What’s your first step when it comes to building a character, especially for a role you’ve never played before? What’s the first thing you do when you pick up a script for the first time? Do you read through the entire play from cover to cover or do you flip through to find your scenes before reading anything else? I would guess most of us zero in on our scenes out of curiosity if nothing else. When you’ve finished looking over your scenes, then what? Is that when you read through the entire script?

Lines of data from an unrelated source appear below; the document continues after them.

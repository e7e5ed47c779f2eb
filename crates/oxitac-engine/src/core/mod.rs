pub use self::{board::*, mark::*};

pub(crate) mod board;
pub(crate) mod mark;
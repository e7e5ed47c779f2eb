//! Fixed 6-feature board summary for the neural evaluator.
//!
//! Features are always computed relative to one fixed reference mark
//! ([`REFERENCE_MARK`], X), matching the convention the training dataset
//! was built with, never relative to the caller's human/AI labels. The
//! neural evaluator flips the sign of its output instead when scoring for
//! the other side.
//!
//! Extraction is a pure function of the board and yields raw integer
//! counts; [`normalize_features`] applies the fixed per-feature divisors
//! shared by inference and training.

use oxitac_engine::{Board, CENTER, CORNERS, Mark, SIZE, WINNING_LINES};

/// Number of extracted features.
pub const FEATURE_COUNT: usize = 6;

/// The mark all features are measured for.
pub const REFERENCE_MARK: Mark = Mark::X;

/// Per-feature divisors applied before the forward pass.
///
/// Counts (features 1-4 and 6) are divided by 5; the center flag
/// (feature 5) is already in `{0, 1}` and passes through.
const NORMALIZATION_DIVISORS: [f64; FEATURE_COUNT] = [5.0, 5.0, 5.0, 5.0, 1.0, 5.0];

/// Raw feature values extracted from one board.
///
/// In order: reference-mark cell count, opposing cell count, reference
/// near-win lines, opposing near-win lines, reference-holds-center flag,
/// reference corner count. A near-win line has exactly two cells of one
/// mark and one empty cell.
#[derive(Debug, Clone, Copy, PartialEq, Eq)]
pub struct FeatureVector([i32; FEATURE_COUNT]);

impl FeatureVector {
    /// Extracts the features of `board` relative to [`REFERENCE_MARK`].
    #[must_use]
    pub fn extract(board: &Board) -> Self {
        let reference = REFERENCE_MARK;
        let other = reference.opposite();

        let mut reference_count = 0;
        let mut other_count = 0;
        for row in 0..SIZE {
            for col in 0..SIZE {
                match board.cell(row, col) {
                    Some(mark) if mark == reference => reference_count += 1,
                    Some(_) => other_count += 1,
                    None => {}
                }
            }
        }

        let mut reference_near_wins = 0;
        let mut other_near_wins = 0;
        for line in &WINNING_LINES {
            let mut reference_cells = 0;
            let mut other_cells = 0;
            for &(row, col) in line {
                match board.cell(row, col) {
                    Some(mark) if mark == reference => reference_cells += 1,
                    Some(mark) if mark == other => other_cells += 1,
                    _ => {}
                }
            }
            if reference_cells == 2 && other_cells == 0 {
                reference_near_wins += 1;
            }
            if other_cells == 2 && reference_cells == 0 {
                other_near_wins += 1;
            }
        }

        let center = i32::from(board.cell(CENTER.0, CENTER.1) == Some(reference));

        let mut corners = 0;
        for &(row, col) in &CORNERS {
            if board.cell(row, col) == Some(reference) {
                corners += 1;
            }
        }

        Self([
            reference_count,
            other_count,
            reference_near_wins,
            other_near_wins,
            center,
            corners,
        ])
    }

    /// Returns the raw integer feature values.
    #[must_use]
    pub const fn raw(&self) -> &[i32; FEATURE_COUNT] {
        &self.0
    }

    /// Returns the normalized feature values fed to the network.
    #[must_use]
    pub fn normalized(&self) -> [f64; FEATURE_COUNT] {
        normalize_features(&self.0)
    }
}

/// Applies the fixed per-feature divisors.
///
/// Shared by the neural evaluator's forward pass and the trainer's sample
/// preprocessing, so both always agree on the input scale.
#[must_use]
pub fn normalize_features(features: &[i32; FEATURE_COUNT]) -> [f64; FEATURE_COUNT] {
    let mut normalized = [0.0; FEATURE_COUNT];
    for (out, (&raw, divisor)) in normalized
        .iter_mut()
        .zip(features.iter().zip(NORMALIZATION_DIVISORS))
    {
        *out = f64::from(raw) / divisor;
    }
    normalized
}

#[cfg(test)]
mod tests {
    use super::*;

    #[test]
    fn test_empty_board_is_all_zero() {
        let features = FeatureVector::extract(&Board::EMPTY);
        assert_eq!(features.raw(), &[0, 0, 0, 0, 0, 0]);
        assert_eq!(features.normalized(), [0.0; FEATURE_COUNT]);
    }

    #[test]
    fn test_reference_mark_alone_at_center() {
        let mut board = Board::EMPTY;
        board.set_cell(1, 1, Mark::X);
        let features = FeatureVector::extract(&board);
        assert_eq!(features.raw(), &[1, 0, 0, 0, 1, 0]);
    }

    #[test]
    fn test_counts_and_corners() {
        let board = Board::from_ascii(
            r"
            X.O
            .O.
            X.X
            ",
        );
        let features = FeatureVector::extract(&board);
        // X: 3 cells, corners (0,0), (2,0), (2,2); bottom row X.X is a
        // near-win; column 0 X.X is another. O: 2 cells, anti-diagonal
        // O-O with (2,0) taken by X is dead, column 1 .O. is not a pair.
        assert_eq!(features.raw(), &[3, 2, 2, 0, 0, 3]);
    }

    #[test]
    fn test_near_win_requires_empty_third_cell() {
        let board = Board::from_ascii(
            r"
            XXO
            ...
            ...
            ",
        );
        let features = FeatureVector::extract(&board);
        assert_eq!(features.raw(), &[2, 1, 0, 0, 0, 1]);
    }

    #[test]
    fn test_opposing_near_wins_counted_symmetrically() {
        let board = Board::from_ascii(
            r"
            OO.
            .X.
            ...
            ",
        );
        let features = FeatureVector::extract(&board);
        assert_eq!(features.raw(), &[1, 2, 0, 1, 1, 0]);
    }

    #[test]
    fn test_normalization_divisors() {
        let normalized = normalize_features(&[5, 5, 5, 5, 1, 5]);
        assert_eq!(normalized, [1.0, 1.0, 1.0, 1.0, 1.0, 1.0]);

        let normalized = normalize_features(&[1, 2, 3, 4, 0, 2]);
        assert_eq!(normalized, [0.2, 0.4, 0.6, 0.8, 0.0, 0.4]);
    }
}
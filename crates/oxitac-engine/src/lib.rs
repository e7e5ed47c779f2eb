pub use self::{core::*, engine::*};

pub mod core;
pub mod engine;

#[derive(Debug, derive_more::Display, derive_more::Error)]
pub enum MoveError {
    #[display("cell ({row}, {col}) is already occupied")]
    CellOccupied { row: usize, col: usize },
    #[display("it is not {mark}'s turn")]
    OutOfTurn { mark: Mark },
    #[display("game is already finished")]
    GameFinished,
}
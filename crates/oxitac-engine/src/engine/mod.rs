//! Game session logic and state management.
//!
//! This module provides the high-level state machine that orchestrates the
//! core data structures across a match:
//!
//! - [`GameSession`] - Single game with fixed human/AI mark assignment and
//!   turn tracking
//! - [`MatchStats`] - Win/draw tallies accumulated across games
//!
//! # Game Flow
//!
//! 1. Create a [`GameSession`] with the human's chosen mark; X always opens
//! 2. The side to move plays via [`GameSession::play_move`]
//! 3. The session resolves wins and draws and updates [`MatchStats`]
//! 4. [`GameSession::reset`] starts the next game, keeping the tallies
//!
//! Move selection for the AI side is not the session's concern: a caller
//! asks the search engine for a move and applies it here like any other.

pub use self::{game_session::*, match_stats::*};

mod game_session;
mod match_stats;
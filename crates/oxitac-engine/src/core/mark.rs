use std::fmt;

use serde::{Deserialize, Serialize};

/// One of the two players' marks.
///
/// The absence of a mark (an empty cell, a game without a winner) is
/// represented as `Option<Mark>::None` rather than a third variant, so code
/// dealing with an actual player can never receive a non-player value.
#[derive(Debug, Clone, Copy, PartialEq, Eq, Hash, Serialize, Deserialize)]
pub enum Mark {
    X,
    O,
}

impl Mark {
    /// Returns the opposing mark.
    ///
    /// The relation is involutive: `m.opposite().opposite() == m`.
    #[must_use]
    pub const fn opposite(self) -> Self {
        match self {
            Mark::X => Mark::O,
            Mark::O => Mark::X,
        }
    }

    #[must_use]
    pub const fn as_char(self) -> char {
        match self {
            Mark::X => 'X',
            Mark::O => 'O',
        }
    }

    #[must_use]
    pub const fn from_char(c: char) -> Option<Self> {
        match c {
            'X' => Some(Mark::X),
            'O' => Some(Mark::O),
            _ => None,
        }
    }
}

impl fmt::Display for Mark {
    fn fmt(&self, f: &mut fmt::Formatter<'_>) -> fmt::Result {
        f.write_str(match self {
            Mark::X => "X",
            Mark::O => "O",
        })
    }
}

#[cfg(test)]
mod tests {
    use super::*;

    #[test]
    fn test_opposite_is_involutive() {
        assert_eq!(Mark::X.opposite(), Mark::O);
        assert_eq!(Mark::O.opposite(), Mark::X);
        assert_eq!(Mark::X.opposite().opposite(), Mark::X);
        assert_eq!(Mark::O.opposite().opposite(), Mark::O);
    }

    #[test]
    fn test_char_roundtrip() {
        assert_eq!(Mark::from_char(Mark::X.as_char()), Some(Mark::X));
        assert_eq!(Mark::from_char(Mark::O.as_char()), Some(Mark::O));
        assert_eq!(Mark::from_char('.'), None);
    }
}
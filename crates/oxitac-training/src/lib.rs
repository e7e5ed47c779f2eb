//! Offline training for the neural evaluator.
//!
//! This crate fits the parameters of the one-hidden-layer network in
//! `oxitac-evaluator` from a stream of labeled feature samples, using
//! plain per-sample stochastic gradient descent written from scratch.
//!
//! # How Training Works
//!
//! 1. **Normalize** - Each sample's 6 features pass through the same fixed
//!    divisors the evaluator applies at inference time
//! 2. **Shuffle** - Sample order is permuted by a seeded Fisher–Yates
//!    shuffle for reproducibility
//! 3. **Split** - A contiguous training prefix and test suffix
//! 4. **Descend** - For each epoch, each training sample in the fixed
//!    order gets a forward pass, squared-error loss against its ±1 label
//!    and an immediate gradient update through both tanh layers
//! 5. **Evaluate** - Test accuracy over sign agreement of the held-out
//!    suffix
//!
//! # Architecture
//!
//! ```text
//! Samples (external dataset loader, already validated)
//!     ↓ consumed by
//! Trainer (seeded shuffle + SGD)
//!     ↓ produces
//! NeuralParams (oxitac-evaluator)
//!     ↓ installed into
//! NeuralEvaluator (queried by oxitac-search)
//! ```
//!
//! # Determinism
//!
//! Training is deterministic end to end: identical (seed, samples, ratio,
//! epochs, learning rate) inputs produce bit-identical parameter
//! trajectories and the identical reported accuracy. The only randomness
//! is the seeded initial weight draw and the seeded shuffle; there is no
//! parallelism and no batching, so each update is visible to the very
//! next sample.
//!
//! # Example
//!
//! ```rust,ignore
//! use oxitac_evaluator::NeuralEvaluator;
//! use oxitac_training::{Trainer, TrainerConfig};
//!
//! let samples = /* supplied by the dataset loader */;
//! let mut evaluator = NeuralEvaluator::new();
//!
//! let trainer = Trainer::new(TrainerConfig::default());
//! let report = trainer.fit(&samples, &mut evaluator)?;
//!
//! assert!(evaluator.is_trained());
//! println!("test accuracy: {:.1}%", report.test_accuracy() * 100.0);
//! ```

pub use self::{sample::*, trainer::*};

mod sample;
mod trainer;
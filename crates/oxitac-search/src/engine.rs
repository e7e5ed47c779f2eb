use oxitac_engine::{Board, Mark, Move};
use oxitac_evaluator::Evaluator;

/// A root move annotated with the score search gave it.
///
/// Scores are transient: they describe one search call's view of the
/// position and should not outlive it.
#[derive(Debug, Clone, Copy, PartialEq, Eq)]
pub struct ScoredMove {
    mov: Move,
    score: i32,
}

impl ScoredMove {
    #[must_use]
    pub const fn mov(self) -> Move {
        self.mov
    }

    /// Score of the position after this move, from the maximizer's
    /// perspective (lower is better for the AI).
    #[must_use]
    pub const fn score(self) -> i32 {
        self.score
    }
}

/// Alpha-beta minimax driver.
///
/// Holds the evaluator handle explicitly; there is no process-wide
/// evaluator state, so two engines with different evaluators can coexist
/// and a caller swaps evaluators by constructing a new engine.
#[derive(Debug)]
pub struct SearchEngine<'a> {
    evaluator: &'a dyn Evaluator,
}

impl<'a> SearchEngine<'a> {
    #[must_use]
    pub const fn new(evaluator: &'a dyn Evaluator) -> Self {
        Self { evaluator }
    }

    /// Picks the best move for the AI (minimizing) side.
    ///
    /// Enumerates root moves in row-major order, places `min_mark` on each
    /// and searches the remaining `depth - 1` plies with `max_mark` both to
    /// move and as the fixed maximizing reference. The first move is
    /// tentatively accepted; a later move replaces it only with a strictly
    /// lower score, so tied moves resolve to the lowest row-major index.
    ///
    /// Returns `None` when the board is already terminal; callers should
    /// check [`Board::is_terminal`] first.
    #[must_use]
    pub fn best_move(
        &self,
        board: &Board,
        max_mark: Mark,
        min_mark: Mark,
        depth: u32,
    ) -> Option<Move> {
        let mut best: Option<ScoredMove> = None;
        for mov in board.legal_moves() {
            let score = self.root_score(board, mov, max_mark, min_mark, depth);
            if best.is_none_or(|incumbent| score < incumbent.score) {
                best = Some(ScoredMove { mov, score });
            }
        }
        best.map(ScoredMove::mov)
    }

    /// Scores every legal root move, in row-major order.
    ///
    /// One entry per legal move, for display and diagnostics. The list is
    /// empty iff the board is terminal.
    #[must_use]
    pub fn all_move_scores(
        &self,
        board: &Board,
        max_mark: Mark,
        min_mark: Mark,
        depth: u32,
    ) -> Vec<ScoredMove> {
        board
            .legal_moves()
            .iter()
            .map(|&mov| ScoredMove {
                mov,
                score: self.root_score(board, mov, max_mark, min_mark, depth),
            })
            .collect()
    }

    fn root_score(
        &self,
        board: &Board,
        mov: Move,
        max_mark: Mark,
        min_mark: Mark,
        depth: u32,
    ) -> i32 {
        let mut next = *board;
        next.set_cell(mov.row(), mov.col(), min_mark);
        // After the AI's placement the human is to move; saturation makes
        // a depth-0 request degrade to direct evaluation of each child.
        self.alpha_beta(
            &next,
            max_mark,
            max_mark,
            depth.saturating_sub(1),
            i32::MIN,
            i32::MAX,
        )
    }

    /// Exact minimax value of `board`, bounded by `depth` plies.
    ///
    /// The node is a MAX node iff `side_to_move == max_mark`. Sibling
    /// enumeration stops once `beta <= alpha`; the cutoff never changes the
    /// returned value, only the work done to find it.
    fn alpha_beta(
        &self,
        board: &Board,
        side_to_move: Mark,
        max_mark: Mark,
        depth: u32,
        mut alpha: i32,
        mut beta: i32,
    ) -> i32 {
        if depth == 0 || board.is_terminal() {
            return self.evaluator.score(board, max_mark);
        }

        if side_to_move == max_mark {
            let mut best = i32::MIN;
            for mov in board.legal_moves() {
                let mut next = *board;
                next.set_cell(mov.row(), mov.col(), side_to_move);
                let value = self.alpha_beta(
                    &next,
                    side_to_move.opposite(),
                    max_mark,
                    depth - 1,
                    alpha,
                    beta,
                );
                best = best.max(value);
                alpha = alpha.max(value);
                if beta <= alpha {
                    break;
                }
            }
            best
        } else {
            let mut best = i32::MAX;
            for mov in board.legal_moves() {
                let mut next = *board;
                next.set_cell(mov.row(), mov.col(), side_to_move);
                let value = self.alpha_beta(
                    &next,
                    side_to_move.opposite(),
                    max_mark,
                    depth - 1,
                    alpha,
                    beta,
                );
                best = best.min(value);
                beta = beta.min(value);
                if beta <= alpha {
                    break;
                }
            }
            best
        }
    }
}
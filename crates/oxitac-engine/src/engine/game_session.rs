use crate::{
    MoveError,
    core::{
        board::{Board, Move},
        mark::Mark,
    },
};

use super::match_stats::MatchStats;

/// How a finished game ended.
#[derive(Debug, Clone, Copy, PartialEq, Eq)]
pub enum GameOutcome {
    Win(Mark),
    Draw,
}

#[derive(Debug, Clone, Copy, PartialEq, Eq, derive_more::IsVariant)]
pub enum SessionState {
    InProgress,
    Finished(GameOutcome),
}

/// A single game between the human and the AI, with fixed mark assignment.
///
/// The session owns the board, tracks whose turn it is (X always opens)
/// and resolves wins and draws. Match tallies survive [`Self::reset`].
#[derive(Debug, Clone)]
pub struct GameSession {
    board: Board,
    human_mark: Mark,
    ai_mark: Mark,
    side_to_move: Mark,
    state: SessionState,
    stats: MatchStats,
}

impl GameSession {
    #[must_use]
    pub fn new(human_mark: Mark) -> Self {
        Self {
            board: Board::EMPTY,
            human_mark,
            ai_mark: human_mark.opposite(),
            side_to_move: Mark::X,
            state: SessionState::InProgress,
            stats: MatchStats::new(),
        }
    }

    #[must_use]
    pub fn board(&self) -> &Board {
        &self.board
    }

    #[must_use]
    pub fn human_mark(&self) -> Mark {
        self.human_mark
    }

    #[must_use]
    pub fn ai_mark(&self) -> Mark {
        self.ai_mark
    }

    #[must_use]
    pub fn side_to_move(&self) -> Mark {
        self.side_to_move
    }

    #[must_use]
    pub fn state(&self) -> &SessionState {
        &self.state
    }

    #[must_use]
    pub fn stats(&self) -> &MatchStats {
        &self.stats
    }

    /// Plays `mov` for `mark`, resolving the game if it ends.
    ///
    /// The caller supplies the mark it is playing for; the session rejects
    /// out-of-turn moves, occupied cells and moves after the game finished.
    pub fn play_move(&mut self, mark: Mark, mov: Move) -> Result<(), MoveError> {
        if self.state.is_finished() {
            return Err(MoveError::GameFinished);
        }
        if mark != self.side_to_move {
            return Err(MoveError::OutOfTurn { mark });
        }
        if !self.board.is_empty_cell(mov.row(), mov.col()) {
            return Err(MoveError::CellOccupied {
                row: mov.row(),
                col: mov.col(),
            });
        }

        self.board.set_cell(mov.row(), mov.col(), mark);

        if let Some(winner) = self.board.winner() {
            self.finish(GameOutcome::Win(winner));
        } else if self.board.is_full() {
            self.finish(GameOutcome::Draw);
        } else {
            self.side_to_move = self.side_to_move.opposite();
        }
        Ok(())
    }

    fn finish(&mut self, outcome: GameOutcome) {
        match outcome {
            GameOutcome::Win(mark) if mark == self.human_mark => self.stats.record_human_win(),
            GameOutcome::Win(_) => self.stats.record_ai_win(),
            GameOutcome::Draw => self.stats.record_draw(),
        }
        self.state = SessionState::Finished(outcome);
    }

    /// Starts the next game of the match: fresh board, X to move.
    ///
    /// Match tallies are preserved; mark assignment is unchanged.
    pub fn reset(&mut self) {
        self.board = Board::EMPTY;
        self.side_to_move = Mark::X;
        self.state = SessionState::InProgress;
    }
}

#[cfg(test)]
mod tests {
    use super::*;

    #[test]
    fn test_x_always_opens() {
        let session = GameSession::new(Mark::O);
        assert_eq!(session.side_to_move(), Mark::X);
        assert_eq!(session.human_mark(), Mark::O);
        assert_eq!(session.ai_mark(), Mark::X);
    }

    #[test]
    fn test_turns_alternate() {
        let mut session = GameSession::new(Mark::X);
        session.play_move(Mark::X, Move::new(0, 0)).unwrap();
        assert_eq!(session.side_to_move(), Mark::O);
        session.play_move(Mark::O, Move::new(1, 1)).unwrap();
        assert_eq!(session.side_to_move(), Mark::X);
    }

    #[test]
    fn test_rejects_out_of_turn_move() {
        let mut session = GameSession::new(Mark::X);
        let err = session.play_move(Mark::O, Move::new(0, 0)).unwrap_err();
        assert!(matches!(err, MoveError::OutOfTurn { mark: Mark::O }));
    }

    #[test]
    fn test_rejects_occupied_cell() {
        let mut session = GameSession::new(Mark::X);
        session.play_move(Mark::X, Move::new(0, 0)).unwrap();
        let err = session.play_move(Mark::O, Move::new(0, 0)).unwrap_err();
        assert!(matches!(err, MoveError::CellOccupied { row: 0, col: 0 }));
    }

    #[test]
    fn test_win_finishes_game_and_tallies() {
        let mut session = GameSession::new(Mark::X);
        session.play_move(Mark::X, Move::new(0, 0)).unwrap();
        session.play_move(Mark::O, Move::new(1, 0)).unwrap();
        session.play_move(Mark::X, Move::new(0, 1)).unwrap();
        session.play_move(Mark::O, Move::new(1, 1)).unwrap();
        session.play_move(Mark::X, Move::new(0, 2)).unwrap();

        assert_eq!(
            *session.state(),
            SessionState::Finished(GameOutcome::Win(Mark::X))
        );
        assert_eq!(session.stats().human_wins(), 1);
        assert_eq!(session.stats().games_played(), 1);

        let err = session.play_move(Mark::O, Move::new(2, 2)).unwrap_err();
        assert!(matches!(err, MoveError::GameFinished));
    }

    #[test]
    fn test_draw_is_tallied() {
        let mut session = GameSession::new(Mark::O);
        // X O X / X O O / O X X filled in alternating turn order.
        let moves = [
            (Mark::X, 0, 0),
            (Mark::O, 0, 1),
            (Mark::X, 0, 2),
            (Mark::O, 1, 1),
            (Mark::X, 1, 0),
            (Mark::O, 1, 2),
            (Mark::X, 2, 1),
            (Mark::O, 2, 0),
            (Mark::X, 2, 2),
        ];
        for (mark, row, col) in moves {
            session.play_move(mark, Move::new(row, col)).unwrap();
        }
        assert_eq!(*session.state(), SessionState::Finished(GameOutcome::Draw));
        assert_eq!(session.stats().draws(), 1);
    }

    #[test]
    fn test_reset_keeps_tallies() {
        let mut session = GameSession::new(Mark::X);
        session.play_move(Mark::X, Move::new(0, 0)).unwrap();
        session.play_move(Mark::O, Move::new(1, 0)).unwrap();
        session.play_move(Mark::X, Move::new(0, 1)).unwrap();
        session.play_move(Mark::O, Move::new(1, 1)).unwrap();
        session.play_move(Mark::X, Move::new(0, 2)).unwrap();
        assert_eq!(session.stats().human_wins(), 1);

        session.reset();
        assert!(session.state().is_in_progress());
        assert_eq!(session.side_to_move(), Mark::X);
        assert_eq!(session.board().legal_moves().len(), 9);
        assert_eq!(session.stats().human_wins(), 1);
    }
}
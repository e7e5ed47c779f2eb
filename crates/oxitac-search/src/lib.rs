//! Alpha-beta minimax move selection.
//!
//! This crate implements the decision side of the AI: given a board, a
//! fixed role assignment and a depth bound, it searches the game tree and
//! returns the best move for the AI side.
//!
//! # Role Assignment
//!
//! The roles are fixed by caller convention, independent of which side
//! holds which mark: the AI side is the **minimizer** and the human side is
//! the **maximizer**. Scores always measure the position from the
//! maximizer's perspective, so the AI picks the root move with the lowest
//! score. This is deliberately not symmetric minimax over whoever's turn it
//! is; the caller decides the roles once and the whole tree is scored
//! against that single reference.
//!
//! # Determinism
//!
//! Moves are generated in row-major order and a later root move replaces
//! the incumbent only when strictly better, so ties always resolve to the
//! lowest row-major index. Pruning is value-preserving: for a fixed depth
//! and evaluator, the pruned result equals the full-width minimax result.
//!
//! # Ownership
//!
//! Each recursive step copies the (tiny, `Copy`) board and mutates only
//! its own copy. No state is shared between branches, which keeps the
//! search re-entrant and would make per-branch parallelization safe even
//! though the engine itself stays single-threaded.

pub use self::{difficulty::*, engine::*};

mod difficulty;
mod engine;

I doubt very much if I’m the only one who does this but here’s what I do. I go to my scenes, first and immediately start making choices and jotting down notes. Once I’ve done that with all of my scenes, I go back and do it again. And again. I’ll even start learning my lines before I read the whole script. Crazy, I know. There’s a whole lot of information in the rest of the play that is bound to inform my character choices so I really should work within the context of the story. But frequently I’ve found I make my strongest choices that way. I never allow myself to become totally committed to these early impulses because I know they’re going to be shaded or changed during rehearsals. It’s surprising, though, how often I’ve ended up returning to those first ideas and using them in performance. Here’s my reasoning behind the idea:
In real life, by the time we’ve reached adolescence, our personalities are pretty well set. The basic wiring in our brains isn’t going to fundamentally change all that much. We’ll learn new things, become wiser and our interests will change and mature but we’ll still perceive the world around us and interact with it in basically the same ways. If one is shy at the age of sixteen, odds are that he/she will still be shy at the age of thirty. How he/she dealsĀ with shyness will evolve over time but the fact of foundational shyness will stay (I learned all that stuff working in a psychiatric outpatient clinic for three years). Since as actors we’re in the business of inventing new people and personalities, can’t we come closer to the character’s truth by shaping the personality outside of the circumstances of the play?
I’m not the type of guy who produces profound revelations so others must work this way, too.
What about you? Please share your thoughts. Thanks!